Jock looked at me and said, “Who the hell hired the Guatemalans?”
The answers would change our view of the world we thought we understood and make us question the dimensions of the good-evil dichotomy.
“This thing won’t be over until we find Mariah,” J.D. said over a drink at Tiny’s. It was late and we’d had a full day. Teams from the marshal’s office, the FBI, DEA, and Miami-Dade Police Department had swarmed over the little house full of death. They found five bodies burned in the scrub that had gone up with such speed and ferocity that the men hadn’t been able to escape. Their car was found on a street in the neighboring subdivision on the other side of the palmetto field.
We’d all given detailed statements to representatives of the various agencies, and the FBI plane flew us home. It was nearing ten in the evening and we were winding down at a corner high-top table in what the owner Susie Vaught called the best little bar in paradise.
“I’m sorry I had to shoot that young marshal. I know it was the right thing to do, but it’s going to stay with me for a while.”
“Probably forever,” said Jock. “And that’s what makes you one of the good guys.”
“I barbequed five guys this afternoon,” I said, “and I don’t feel any remorse whatsoever.”
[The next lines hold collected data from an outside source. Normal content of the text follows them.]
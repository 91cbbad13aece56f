/// Seeded SplitMix64 generator for reproducible tie-breaking.
///
/// Each solver call owns one, so repeated or concurrent runs with the same
/// seed draw the same sequence.
#[derive(Debug, Clone)]
pub struct SplitMix64 {
    state: u64,
}

impl SplitMix64 {
    pub fn new(seed: u64) -> Self {
        Self { state: seed }
    }

    pub fn next_u64(&mut self) -> u64 {
        self.state = self.state.wrapping_add(0x9E37_79B9_7F4A_7C15);
        let mut z = self.state;
        z = (z ^ (z >> 30)).wrapping_mul(0xBF58_476D_1CE4_E5B9);
        z = (z ^ (z >> 27)).wrapping_mul(0x94D0_49BB_1331_11EB);
        z ^ (z >> 31)
    }

    /// Uniform in `[0, 1)`.
    pub fn next_f64(&mut self) -> f64 {
        (self.next_u64() >> 11) as f64 / (1u64 << 53) as f64
    }

    pub fn next_range(&mut self, min: f64, max: f64) -> f64 {
        min + self.next_f64() * (max - min)
    }

    /// Standard normal sample (Box-Muller).
    pub fn next_normal(&mut self) -> f64 {
        // 1 - u keeps the log argument in (0, 1]
        let u1 = 1.0 - self.next_f64();
        let u2 = self.next_f64();
        (-2.0 * u1.ln()).sqrt() * (2.0 * std::f64::consts::PI * u2).cos()
    }
}
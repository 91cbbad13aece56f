mod coordinate;
mod error;
mod gradient;
mod line_search;
mod problem;
mod random;
mod recovery;
mod rng;
mod rounding;
mod settings;
mod solution;
mod sparse;

pub use coordinate::{DualCoordinateAscent, solve_dual_coordinate_ascent};
pub use error::{SolverError, SolverResult};
pub use gradient::{DualGradientAscent, solve_dual_gradient_ascent};
pub use line_search::{BreakpointProfile, SearchDirection, exact_line_search};
pub use problem::{OneSidedLp, SparseLp};
pub use random::RandomLp;
pub use recovery::{DualContext, DualState};
pub use rng::SplitMix64;
pub use rounding::{GreedyRounder, RoundedPoint, Rounder};
pub use settings::{DualAscentSettings, TieMethod};
pub use solution::{ConstraintViolation, DualSolution, Progress, SolveStatus, WarmStart};
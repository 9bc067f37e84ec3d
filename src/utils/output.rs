//! Output utilities for Kiln CLI.

use std::sync::atomic::{AtomicU8, Ordering};

/// Verbosity a message is emitted at.
///
/// `Normal` messages are always shown; `Verbose` messages are shown only
/// after [`set_verbosity`] raised the process-wide gate.
#[derive(Debug, Clone, Copy, PartialEq, Eq, PartialOrd, Ord)]
pub enum OutputLevel {
    Normal = 0,
    Verbose = 1,
}

static VERBOSITY: AtomicU8 = AtomicU8::new(0);

/// Set the process-wide verbosity gate. Called once from the CLI entry point.
pub fn set_verbosity(level: OutputLevel) {
    VERBOSITY.store(level as u8, Ordering::Relaxed);
}

fn enabled(level: OutputLevel) -> bool {
    level as u8 <= VERBOSITY.load(Ordering::Relaxed)
}

/// Print an error message to stderr with red color
pub fn print_error(message: &str, level: OutputLevel) {
    if enabled(level) {
        eprintln!("\x1b[31mERROR:\x1b[0m {message}");
    }
}

/// Print a success message to stdout with green color
pub fn print_success(message: &str, level: OutputLevel) {
    if enabled(level) {
        println!("\x1b[32mSUCCESS:\x1b[0m {message}");
    }
}

/// Print an info message to stdout with blue color
pub fn print_info(message: &str, level: OutputLevel) {
    if enabled(level) {
        println!("\x1b[34mINFO:\x1b[0m {message}");
    }
}

/// Print a warning message to stdout with yellow color
#[allow(dead_code)]
pub fn print_warning(message: &str, level: OutputLevel) {
    if enabled(level) {
        println!("\x1b[33mWARNING:\x1b[0m {message}");
    }
}
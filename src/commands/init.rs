use anyhow::{Context, Result};
use std::fs;
use std::path::Path;

/// Command to initialize a new kiln project with a configuration file.
///
/// Creates a `kiln.toml` in the given directory with a commented starter
/// configuration for containerized builds.
pub struct InitCommand {
    /// Container image to seed the config with
    image: Option<String>,
    /// Directory to initialize (defaults to current directory)
    directory: Option<String>,
}

impl InitCommand {
    /// Creates a new InitCommand instance.
    pub fn new(image: Option<String>, directory: Option<String>) -> Self {
        Self { image, directory }
    }

    /// Default build image for a freshly initialized project.
    pub fn default_image() -> &'static str {
        "docker.io/library/debian:stable-slim"
    }

    /// Executes the init command, creating the kiln.toml configuration file.
    ///
    /// # Errors
    /// This function will return an error if:
    /// * The target directory cannot be created
    /// * The kiln.toml file already exists
    /// * The configuration file cannot be written
    pub fn execute(&self) -> Result<()> {
        let image = self.image.as_deref().unwrap_or_else(|| Self::default_image());
        let directory = self.directory.as_deref().unwrap_or(".");

        if !Path::new(directory).exists() {
            fs::create_dir_all(directory)
                .with_context(|| format!("Failed to create directory '{directory}'"))?;
        }

        let toml_path = Path::new(directory).join("kiln.toml");

        if toml_path.exists() {
            anyhow::bail!(
                "Configuration file '{}' already exists.",
                toml_path.display()
            );
        }

        let config_content = format!(
            r#"##
## Build
##

[build]
image = "{image}"
command = "make"
# Host directory mounted as the build volume
output_dir = "build"

##
## Container runtime
##

[container]
# Container tool binary; also settable via KILN_CONTAINER_TOOL or
# --container-tool
#tool = "docker"

# Extra arguments passed to `<tool> run`
#args = ["--network=host"]

# In-container mount point of the build volume
#volume_path = "/project"
"#
        );

        fs::write(&toml_path, config_content).with_context(|| {
            format!(
                "Failed to write configuration file '{}'",
                toml_path.display()
            )
        })?;

        println!(
            "✓ Created config at {}.",
            toml_path
                .canonicalize()
                .unwrap_or_else(|_| toml_path.to_path_buf())
                .display()
        );

        Ok(())
    }
}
“You will, podna,” said Jock. “I know you too well.”
“Yeah,” said J.D. “You still dream about enemy soldiers you killed.”
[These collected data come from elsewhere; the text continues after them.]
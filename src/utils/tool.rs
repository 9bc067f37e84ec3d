//! Container tool resolution utilities for Kiln CLI.

use std::env;

/// Default container tool when nothing else is configured.
pub const DEFAULT_CONTAINER_TOOL: &str = "docker";

/// Resolve the container tool with proper precedence.
///
/// Precedence order:
/// 1. CLI argument (--container-tool)
/// 2. Environment variable (KILN_CONTAINER_TOOL)
/// 3. Configuration file tool
/// 4. Default ("docker")
pub fn resolve_container_tool(cli_tool: Option<&str>, config_tool: Option<&str>) -> String {
    if let Some(tool) = cli_tool {
        return tool.to_string();
    }

    if let Some(tool) = get_tool_from_env() {
        return tool;
    }

    if let Some(tool) = config_tool {
        return tool.to_string();
    }

    DEFAULT_CONTAINER_TOOL.to_string()
}

/// Get the container tool from the KILN_CONTAINER_TOOL environment variable.
pub fn get_tool_from_env() -> Option<String> {
    env::var("KILN_CONTAINER_TOOL").ok()
}
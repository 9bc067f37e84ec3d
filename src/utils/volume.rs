//! Volume mount rendering and host path translation for Kiln CLI.

use std::sync::OnceLock;

use regex::Regex;

/// SELinux relabel mode allowing the bind mount to be shared across
/// containers under enforcing policy.
pub const SHARED_RELABEL_MODE: &str = "z";

/// A bind mount exposing a host directory at a fixed in-container path.
#[derive(Debug, Clone, PartialEq, Eq)]
pub struct VolumeMount {
    pub host_path: String,
    pub container_path: String,
    pub mode: String,
}

impl VolumeMount {
    pub fn new(
        host_path: impl Into<String>,
        container_path: impl Into<String>,
        mode: impl Into<String>,
    ) -> Self {
        Self {
            host_path: host_path.into(),
            container_path: container_path.into(),
            mode: mode.into(),
        }
    }

    /// Mount relabeled for shared access (`:z`).
    pub fn shared(host_path: impl Into<String>, container_path: impl Into<String>) -> Self {
        Self::new(host_path, container_path, SHARED_RELABEL_MODE)
    }

    /// Render as the value passed to `-v`.
    pub fn spec(&self) -> String {
        format!("{}:{}:{}", self.host_path, self.container_path, self.mode)
    }
}

fn drive_pattern() -> &'static Regex {
    static PATTERN: OnceLock<Regex> = OnceLock::new();
    PATTERN.get_or_init(|| {
        Regex::new(r"^(?P<drive>[A-Za-z]):(?P<rest>/.*)?$").expect("drive letter pattern")
    })
}

/// Translate a Windows host path into the mount syntax the runtime expects.
///
/// Backslashes become forward slashes and a leading drive letter is folded
/// into the path: `C:\w\out` mounts as `//c/w/out` under Docker, while
/// Podman machines expose host drives below `/mnt`, giving `/mnt/c/w/out`.
/// Paths without a drive letter only get their separators normalized.
pub fn translate_volume_path(path: &str, podman: bool) -> String {
    let normalized = path.replace('\\', "/");
    let Some(captures) = drive_pattern().captures(&normalized) else {
        return normalized;
    };
    let drive = captures["drive"].to_lowercase();
    let rest = captures.name("rest").map(|m| m.as_str()).unwrap_or("");
    if podman {
        format!("/mnt/{drive}{rest}")
    } else {
        format!("//{drive}{rest}")
    }
}
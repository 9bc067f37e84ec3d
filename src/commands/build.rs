//! Build command implementation that runs the native build inside a container.

use anyhow::{Context, Result};
use std::fs;
use std::path::Path;
use uuid::Uuid;

use crate::utils::{
    config::Config,
    container::{
        BuildContainer, ContainerArgBuilder, ContainerRuntimeKind, RunConfig,
        DEFAULT_BUILD_VOLUME_PATH,
    },
    environment::HostEnvironment,
    output::{print_info, print_success, OutputLevel},
    tool::resolve_container_tool,
};

/// Implementation of the 'build' command.
pub struct BuildCommand {
    /// Path to configuration file
    pub config_path: String,
    /// Enable verbose output
    pub verbose: bool,
    /// Container tool override from the CLI
    pub container_tool: Option<String>,
    /// Additional arguments to pass to the container runtime
    pub container_args: Option<Vec<String>>,
}

impl BuildCommand {
    /// Create a new BuildCommand instance
    pub fn new(
        config_path: String,
        verbose: bool,
        container_tool: Option<String>,
        container_args: Option<Vec<String>>,
    ) -> Self {
        Self {
            config_path,
            verbose,
            container_tool,
            container_args,
        }
    }

    /// Execute the build command
    pub async fn execute(&self) -> Result<()> {
        let config = Config::load(&self.config_path)
            .with_context(|| format!("Failed to load config from {}", self.config_path))?;

        let image = config
            .get_image()
            .ok_or_else(|| anyhow::anyhow!("No container image specified in config under 'build.image'"))?
            .clone();

        let command = config
            .get_build_command()
            .ok_or_else(|| anyhow::anyhow!("No build command specified in config under 'build.command'"))?
            .clone();

        let tool = resolve_container_tool(
            self.container_tool.as_deref(),
            config.get_container_tool().map(String::as_str),
        );
        let runtime = ContainerRuntimeKind::detect(&tool);
        let env = HostEnvironment::capture();

        print_info(
            &format!("Using container tool '{tool}' ({runtime:?})"),
            OutputLevel::Verbose,
        );

        let output_path = self.prepare_output_dir(&config)?;
        let base_args = self.base_container_args(&config);
        let args = ContainerArgBuilder::new(runtime, env, base_args);

        let container_volume_path = config
            .get_volume_path()
            .cloned()
            .unwrap_or_else(|| DEFAULT_BUILD_VOLUME_PATH.to_string());

        print_info(
            &format!("Building '{image}' -> {output_path}"),
            OutputLevel::Normal,
        );

        let container = BuildContainer::new(tool).verbose(self.verbose);
        let run = RunConfig {
            image,
            command: vec!["sh".to_string(), "-c".to_string(), command],
            output_path,
            container_volume_path,
            verbose: self.verbose,
        };

        let success = container.run_build(&args, &run).await?;
        if !success {
            return Err(anyhow::anyhow!("Container build failed."));
        }

        print_success("Build completed.", OutputLevel::Normal);
        Ok(())
    }

    /// Create the host output directory and resolve it to an absolute path
    /// suitable for mounting.
    fn prepare_output_dir(&self, config: &Config) -> Result<String> {
        let output_dir = config
            .get_output_dir()
            .map(String::as_str)
            .unwrap_or("build");

        fs::create_dir_all(output_dir)
            .with_context(|| format!("Failed to create output directory '{output_dir}'"))?;

        let absolute = Path::new(output_dir)
            .canonicalize()
            .with_context(|| format!("Failed to resolve output directory '{output_dir}'"))?;

        Ok(absolute.to_string_lossy().to_string())
    }

    /// Collaborator-contributed prefix tokens: container lifecycle flags
    /// plus any extra arguments from the config file and the CLI.
    fn base_container_args(&self, config: &Config) -> Vec<String> {
        let mut args = vec![
            "--rm".to_string(),
            "--name".to_string(),
            format!("kiln-{}", Uuid::new_v4()),
        ];
        if let Some(extra) = config.get_container_args() {
            args.extend(extra.iter().cloned());
        }
        if let Some(extra) = &self.container_args {
            args.extend(extra.iter().cloned());
        }
        args
    }
}
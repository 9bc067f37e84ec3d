//! Container invocation core: runtime classification, identity mapping,
//! argument building, and process execution for containerized builds.

use std::path::Path;
use std::process::Command;

use anyhow::{Context, Result};
use tokio::process::Command as AsyncCommand;

use crate::utils::environment::{HostEnvironment, OsFamily};
use crate::utils::identity;
use crate::utils::output::{print_error, print_info, OutputLevel};
use crate::utils::rootless;
use crate::utils::volume::{self, VolumeMount};

/// In-container mount point of the build volume unless configured otherwise.
pub const DEFAULT_BUILD_VOLUME_PATH: &str = "/project";

/// Kind of container runtime behind the configured tool. Fixed for the
/// lifetime of a build.
#[derive(Debug, Clone, Copy, PartialEq, Eq)]
pub enum ContainerRuntimeKind {
    Docker,
    Podman,
    Other,
}

impl ContainerRuntimeKind {
    /// Classify the runtime behind `tool` by probing `<tool> --version`.
    ///
    /// A binary named `docker` can be podman's docker shim, so the version
    /// text wins over the name. A failed probe falls back to the name; the
    /// runtime itself will produce a usable error later if it is absent.
    pub fn detect(tool: &str) -> Self {
        match version_output(tool) {
            Some(text) => {
                Self::classify_version_output(&text).unwrap_or_else(|| Self::from_tool_name(tool))
            }
            None => Self::from_tool_name(tool),
        }
    }

    /// Classify by the tool's binary name alone.
    pub fn from_tool_name(tool: &str) -> Self {
        let name = Path::new(tool)
            .file_name()
            .and_then(|name| name.to_str())
            .unwrap_or(tool);
        match name {
            "docker" => ContainerRuntimeKind::Docker,
            "podman" => ContainerRuntimeKind::Podman,
            _ => ContainerRuntimeKind::Other,
        }
    }

    pub(crate) fn classify_version_output(text: &str) -> Option<Self> {
        let text = text.to_lowercase();
        if text.contains("podman") {
            Some(ContainerRuntimeKind::Podman)
        } else if text.contains("docker") {
            Some(ContainerRuntimeKind::Docker)
        } else {
            None
        }
    }
}

fn version_output(tool: &str) -> Option<String> {
    let output = Command::new(tool).arg("--version").output().ok()?;
    if !output.status.success() {
        return None;
    }
    Some(String::from_utf8_lossy(&output.stdout).to_string())
}

/// Identity mapping applied to the container so files written into the
/// build mount stay owned by the invoking host user.
#[derive(Debug, Clone, PartialEq, Eq)]
pub enum IdentityPolicy {
    /// Inside a rootless daemon's user namespace container-root already
    /// maps to the host user, so explicit root is safe and simplest.
    RootlessRoot,
    /// Map the resolved host uid/gid 1:1 into the container.
    MapUidGid { uid: String, gid: String },
    /// Defer to the runtime's default identity handling.
    RuntimeDefault,
}

impl IdentityPolicy {
    /// Choose the policy for this host. Identity mapping is meaningless or
    /// unsupported off Linux; unresolved uid/gid defers to the runtime.
    pub fn detect(runtime: ContainerRuntimeKind, env: &HostEnvironment) -> Self {
        if env.os_family != OsFamily::Linux {
            return IdentityPolicy::RuntimeDefault;
        }
        if rootless::is_docker_rootless(runtime, env) {
            return IdentityPolicy::RootlessRoot;
        }
        match (identity::current_user_id(), identity::current_group_id()) {
            (Some(uid), Some(gid)) if !uid.is_empty() && !gid.is_empty() => {
                IdentityPolicy::MapUidGid { uid, gid }
            }
            _ => IdentityPolicy::RuntimeDefault,
        }
    }

    /// Runtime flags this policy contributes to the fixed prefix.
    fn runtime_args(&self, runtime: ContainerRuntimeKind) -> Vec<String> {
        match self {
            IdentityPolicy::RootlessRoot => vec!["--user".to_string(), "0".to_string()],
            IdentityPolicy::MapUidGid { uid, gid } => {
                let mut args = vec!["--user".to_string(), format!("{uid}:{gid}")];
                if runtime == ContainerRuntimeKind::Podman {
                    // Without keep-id podman remaps the uid and writes into
                    // the bind mount are denied.
                    args.push("--userns=keep-id".to_string());
                }
                args
            }
            IdentityPolicy::RuntimeDefault => Vec::new(),
        }
    }
}

/// Composes the container runtime argument list for a build.
///
/// The prefix (collaborator tokens plus identity-mapping flags) is fixed at
/// construction and never recomputed; every [`build_args`] call appends a
/// fresh volume-mount token to a copy of it.
///
/// [`build_args`]: ContainerArgBuilder::build_args
pub struct ContainerArgBuilder {
    runtime: ContainerRuntimeKind,
    env: HostEnvironment,
    prefix: Vec<String>,
}

impl ContainerArgBuilder {
    /// Detect the identity policy for this host and fix the prefix.
    ///
    /// `base_args` are the collaborator-contributed tokens (`--rm`, image
    /// flags, user-supplied extra args); they are appended to, never
    /// removed.
    pub fn new(
        runtime: ContainerRuntimeKind,
        env: HostEnvironment,
        base_args: Vec<String>,
    ) -> Self {
        let policy = IdentityPolicy::detect(runtime, &env);
        Self::with_policy(runtime, env, base_args, policy)
    }

    /// Fix the prefix from an already-chosen identity policy.
    pub fn with_policy(
        runtime: ContainerRuntimeKind,
        env: HostEnvironment,
        base_args: Vec<String>,
        policy: IdentityPolicy,
    ) -> Self {
        let mut prefix = base_args;
        prefix.extend(policy.runtime_args(runtime));
        Self {
            runtime,
            env,
            prefix,
        }
    }

    /// The fixed prefix, identical across every call on this instance.
    pub fn prefix(&self) -> &[String] {
        &self.prefix
    }

    /// Argument list for one build: the fixed prefix plus the volume-mount
    /// token, which is always the last token appended.
    pub fn build_args(&self, output_path: &str, container_volume_path: &str) -> Vec<String> {
        let mut args = self.prefix.clone();
        let host_path = if self.env.os_family == OsFamily::Windows {
            volume::translate_volume_path(
                output_path,
                self.runtime == ContainerRuntimeKind::Podman,
            )
        } else {
            output_path.to_string()
        };
        let mount = VolumeMount::shared(host_path, container_volume_path);
        args.push("-v".to_string());
        args.push(mount.spec());
        args
    }
}

/// One containerized build run.
#[derive(Debug, Clone, Default)]
pub struct RunConfig {
    /// Container image the build runs in
    pub image: String,
    /// Command executed inside the container
    pub command: Vec<String>,
    /// Host directory mounted as the build volume
    pub output_path: String,
    /// In-container mount point of the build volume
    pub container_volume_path: String,
    /// Echo the full container command line
    pub verbose: bool,
}

/// Process-invocation collaborator: spawns `<tool> run ...` for a build.
pub struct BuildContainer {
    pub tool: String,
    pub verbose: bool,
}

impl BuildContainer {
    /// Create a new BuildContainer for the given container tool
    pub fn new(tool: impl Into<String>) -> Self {
        Self {
            tool: tool.into(),
            verbose: false,
        }
    }

    /// Set verbose mode
    pub fn verbose(mut self, verbose: bool) -> Self {
        self.verbose = verbose;
        self
    }

    /// Run the build container to completion and report whether it exited
    /// successfully.
    pub async fn run_build(
        &self,
        args: &ContainerArgBuilder,
        config: &RunConfig,
    ) -> Result<bool> {
        let mut invocation = vec![self.tool.clone(), "run".to_string()];
        invocation.extend(args.build_args(&config.output_path, &config.container_volume_path));
        invocation.push(config.image.clone());
        invocation.extend(config.command.iter().cloned());

        if self.verbose || config.verbose {
            print_info(
                &format!("Container command: {}", invocation.join(" ")),
                OutputLevel::Normal,
            );
        }

        let status = AsyncCommand::new(&invocation[0])
            .args(&invocation[1..])
            .status()
            .await
            .with_context(|| format!("Failed to execute '{}'", self.tool))?;

        if !status.success() {
            print_error(
                &format!("Container build exited with {status}"),
                OutputLevel::Normal,
            );
        }

        Ok(status.success())
    }
}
“How do we go about finding Mariah?” I asked.
“The same way we find any murderer,” said J.D. “We just keep on plugging.”
“Did you believe Fuentes when he said he didn’t know anything about the gangbangers?” I asked Jock.
“Yeah. I think he was telling the truth. Since Perez was the handler for
the operation against J.D., and he didn’t know anything about the Guatemalans, I doubt that Fuentes did either.”
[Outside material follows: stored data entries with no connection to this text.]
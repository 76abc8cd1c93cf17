/// Fatal error taxonomy.
///
/// Only two conditions abort a run; everything else the scanner can hit
/// is collected per entry in [`crate::scanner::ScanOutcome::skipped`].
use std::path::PathBuf;
use thiserror::Error;

/// Errors that terminate the run with exit code 1.
///
/// The `Display` strings are the exact one-line messages the CLI prints.
#[derive(Debug, Error)]
pub enum UsageError {
    /// The supplied path does not name an existing directory.
    #[error("Invalid directory!")]
    InvalidDirectory(PathBuf),

    /// The walk produced no records at all — the directory is empty or
    /// every entry was unreadable.
    #[error("No data found in the directory.")]
    NoData,
}
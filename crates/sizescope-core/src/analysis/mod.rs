/// Chart-model builders.
///
/// Each builder returns a plain data object describing one chart; the
/// caller decides how to display it. That keeps the chart contents
/// assertable in tests without a render surface.
pub mod file_types;
pub mod usage_bars;

pub use file_types::{file_type_distribution, PieChart, Slice};
pub use usage_bars::{usage_bar_chart, Bar, BarChart};
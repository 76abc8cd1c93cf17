/// Chart-drawing widgets.
pub mod bar_chart;
pub mod pie_chart;

use egui::Color32;

/// Series palette for pie slices and legend dots (dark-mode friendly).
pub(crate) const PALETTE: [Color32; 9] = [
    Color32::from_rgb(0x89, 0xb4, 0xfa),
    Color32::from_rgb(0xf9, 0xe2, 0xaf),
    Color32::from_rgb(0xf3, 0x8b, 0xa8),
    Color32::from_rgb(0xcb, 0xa6, 0xf7),
    Color32::from_rgb(0xfa, 0xb3, 0x87),
    Color32::from_rgb(0xa6, 0xe3, 0xa1),
    Color32::from_rgb(0x94, 0xe2, 0xd5),
    Color32::from_rgb(0xeb, 0xa0, 0xac),
    Color32::from_rgb(0x6c, 0x70, 0x86),
];

/// Colour for the n-th data series, cycling through the palette.
pub(crate) fn series_color(index: usize) -> Color32 {
    PALETTE[index % PALETTE.len()]
}

/// Interpolate between green (small) and pink (large) based on the bar's
/// fill fraction (0.0–1.0).
pub(crate) fn bar_fill_color(frac: f32) -> Color32 {
    let t = frac.clamp(0.0, 1.0);
    let a = Color32::from_rgb(0xa6, 0xe3, 0xa1); // green
    let b = Color32::from_rgb(0xf3, 0x8b, 0xa8); // pink
    Color32::from_rgb(
        (a.r() as f32 * (1.0 - t) + b.r() as f32 * t) as u8,
        (a.g() as f32 * (1.0 - t) + b.g() as f32 * t) as u8,
        (a.b() as f32 * (1.0 - t) + b.b() as f32 * t) as u8,
    )
}
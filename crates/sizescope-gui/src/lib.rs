/// SizeScope GUI — egui-based chart viewer.
///
/// This crate contains all UI code. Chart models come from `sizescope-core`.
pub mod app;
pub mod widgets;

pub use app::{show_charts, ChartPage, ChartViewer};
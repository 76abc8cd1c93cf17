/// Size conversion and formatting helpers.
///
/// The scanner measures in `u64` bytes; records and charts carry megabytes
/// as `f64`. Formatting lives here so the conversion factor appears in
/// exactly one place.

/// Bytes per megabyte (binary: 1024 * 1024).
pub const BYTES_PER_MB: f64 = 1_048_576.0;

/// Convert a byte count to megabytes.
#[inline]
pub fn bytes_to_mb(bytes: u64) -> f64 {
    bytes as f64 / BYTES_PER_MB
}

/// Format a megabyte value for display, e.g. `"1.50 MB"`.
pub fn format_mb(size_mb: f64) -> String {
    format!("{size_mb:.2} MB")
}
“Mariah must be the one behind the Guatemalans,” I said. “But I don’t get the connection to Gene.”
“Maybe,” J.D. said, “Mariah was protecting her mole in Jock’s agency.”
“I don’t think the Fuentes cartel is big enough to worry about that sort of thing,” Jock said.
“Suppose,” I said, “that Fuentes was moving in on some of the bigger guys. He’d sure have a leg up if he knew the inner workings of the big cartels. He could find out a lot from the agents who had infiltrated the major groups.”
“True,” Jock said, “but if Mariah was after information for Fuentes, why kill the agents?”
J.D. said, “Maybe Fuentes had inside information from the mole as to who these agents were and where they would be at a certain time. He could have had the agents kidnapped, tortured, and wrung dry of information, and then have them killed and dumped. Your agency would think they had been killed by the cartels they had infiltrated.”
“That’s a pretty good hypothesis,” said Jock.
“I don’t understand why Mariah hired Bert,” I said. “If she were going to have Perez killed, that’d make some sense. But Bert could have taken Perez out at any time after he got to the safe house.”
“Maybe,” said J.D., “Mariah had Bert as a safety valve of sorts. Let Fuentes exact his revenge on Perez, but have somebody in place in case Fuentes ran into trouble. She might not have trusted him to keep his mouth shut.”
“That has a certain twisted logic to it,” I said. “Perez seemed to be of the opinion that Mariah ran things and that Fuentes was just the figurehead. Maybe she always considered her husband expendable.”
“I’m not going to feel safe until we get all of this wrapped up,” said J.D. “I’d also like to find that cretin Flagler or Worthington or whatever his name is.”